Nous sommes aussi les spécialistes des échangeurs autoroutiers inutiles qui ne mènent nulle part ou tournent sur eux-mêmes, des métros inachevés… Le sommet est à Liège avec des centaines de mètres de galeries qui servent d’entrepôts. Je parle de métros mais on a un historique de l’inutile et dispendieux chez nous. Un exemple, la ligne de chemin de fer Bertrix-Carignan en France qui est la voie de chemin de fer qui a coûté le plus cher à réaliser chez nous, mais n’a quasiment jamais été exploitée sauf par les Allemands en 1914-1918 et 1940-1945, car il s’agit de l’itinéraire le plus court pour faire Charleville-Berlin (en 1914-1918, le commandement allemand était à Charleville-Mézières) et Paris-Berlin (en 1940-1945).

Si vous ajoutez à cela les travaux par forcément inutiles, mais disons « pas nécessaires », c’est-à-dire ceux dus à la volonté d’avoir une politique d’» égalité régionale » selon laquelle, à chaque fois que l’on donnait un subside à une partie du pays, il fallait donner la même chose à l’autre.

 

Les réseaux d’enseignements, tous les niveaux de pouvoir, on est en droit de se demander comment on n’est pas encore plus endettés.

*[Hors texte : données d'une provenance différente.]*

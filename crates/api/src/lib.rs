//! # Scheduler API
//!
//! 周期任务调度器的管理接口，基于Axum构建。
//!
//! ## API 端点
//!
//! - `GET /health` - 健康检查
//! - `GET /api/tasks` - 任务列表（含运行状态和下次到期时间）
//! - `GET /api/tasks/{name}` - 任务详情
//! - `POST /api/tasks/{name}/enable` - 启用任务
//! - `POST /api/tasks/{name}/disable` - 停用任务
//! - `POST /api/tasks/{name}/interval` - 修改执行间隔
//! - `POST /api/tasks/{name}/run` - 立即运行
//! - `GET /api/scheduler` - 调度器状态
//! - `GET /metrics` - Prometheus指标

pub mod error;
pub mod handlers;
pub mod middleware;
pub mod response;
pub mod routes;

pub use error::{ApiError, ApiResult};
pub use response::ApiResponse;
pub use routes::{create_app, create_routes, AppState};
use axum::{
    extract::{Path, State},
    response::IntoResponse,
    Json,
};
use chrono::{DateTime, Utc};
use scheduler_domain::{next_due_at, Clock, TaskDescriptor, TaskDescriptorStore};
use scheduler_errors::SchedulerError;
use scheduler_infrastructure::StructuredLogger;
use serde::{Deserialize, Serialize};

use crate::{
    error::{ApiError, ApiResult},
    response::{accepted, success},
    routes::AppState,
};

/// 任务视图，附带下次到期时间
#[derive(Debug, Serialize)]
pub struct TaskView {
    #[serde(flatten)]
    pub task: TaskDescriptor,
    pub next_due_at: Option<DateTime<Utc>>,
}

impl From<TaskDescriptor> for TaskView {
    fn from(task: TaskDescriptor) -> Self {
        let next_due_at = if task.enabled {
            next_due_at(&task)
        } else {
            None
        };
        Self { task, next_due_at }
    }
}

/// 修改执行间隔请求
#[derive(Debug, Deserialize)]
pub struct UpdateIntervalRequest {
    pub interval_seconds: i64,
}

#[derive(Debug, Serialize)]
pub struct RunAccepted {
    pub task: String,
    pub trigger: &'static str,
}

async fn find_task(state: &AppState, name: &str) -> ApiResult<TaskDescriptor> {
    state
        .scheduler
        .store()
        .get_by_name(name)
        .await?
        .ok_or_else(|| SchedulerError::task_not_found(name).into())
}

/// 获取任务列表
pub async fn list_tasks(State(state): State<AppState>) -> ApiResult<impl IntoResponse> {
    let tasks = state.scheduler.store().list().await?;
    let views: Vec<TaskView> = tasks.into_iter().map(TaskView::from).collect();
    Ok(success(views))
}

/// 获取单个任务
pub async fn get_task(
    State(state): State<AppState>,
    Path(name): Path<String>,
) -> ApiResult<impl IntoResponse> {
    let task = find_task(&state, &name).await?;
    Ok(success(TaskView::from(task)))
}

async fn set_enabled(state: &AppState, name: &str, enabled: bool) -> ApiResult<TaskView> {
    let task = find_task(state, name).await?;
    let now = state.scheduler.runner().clock().now();
    let updated = state.scheduler.store().set_enabled(task.id, enabled, now).await?;
    StructuredLogger::log_admin_change(&updated.name, "enabled", &enabled.to_string());
    Ok(TaskView::from(updated))
}

/// 启用任务，从禁用变为启用时刷新到期基准
pub async fn enable_task(
    State(state): State<AppState>,
    Path(name): Path<String>,
) -> ApiResult<impl IntoResponse> {
    Ok(success(set_enabled(&state, &name, true).await?))
}

/// 停用任务，正在进行的运行不受影响
pub async fn disable_task(
    State(state): State<AppState>,
    Path(name): Path<String>,
) -> ApiResult<impl IntoResponse> {
    Ok(success(set_enabled(&state, &name, false).await?))
}

/// 修改执行间隔
pub async fn update_interval(
    State(state): State<AppState>,
    Path(name): Path<String>,
    Json(request): Json<UpdateIntervalRequest>,
) -> ApiResult<impl IntoResponse> {
    if request.interval_seconds <= 0 {
        return Err(ApiError::BadRequest(format!(
            "interval_seconds 必须大于0，当前为 {}",
            request.interval_seconds
        )));
    }
    let task = find_task(&state, &name).await?;
    let updated = state
        .scheduler
        .store()
        .set_interval(task.id, request.interval_seconds)
        .await?;
    StructuredLogger::log_admin_change(
        &updated.name,
        "interval_seconds",
        &request.interval_seconds.to_string(),
    );
    Ok(success(TaskView::from(updated)))
}

/// 立即运行任务，不等待运行结束
pub async fn run_task(
    State(state): State<AppState>,
    Path(name): Path<String>,
) -> ApiResult<impl IntoResponse> {
    // 运行在后台进行，句柄直接丢弃
    let _handle = state.scheduler.run_now(&name).await?;
    Ok(accepted(
        RunAccepted {
            task: name,
            trigger: "manual",
        },
        "任务已派发",
    ))
}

Encore bien qu’une partie de la population belge s’arrange pour remplir les caisses que certains autres s’empressent de dilapider (ça, c’est limite poujadiste, j’avoue…) Mais tout cela, c’est certainement n’importe quoi et on peut se réjouir de voir l’un ou l’autre expert monter au créneau pour balayer tout cela d’un revers de la main, dire « c’est absolument faux » et encore une fois nous sauver.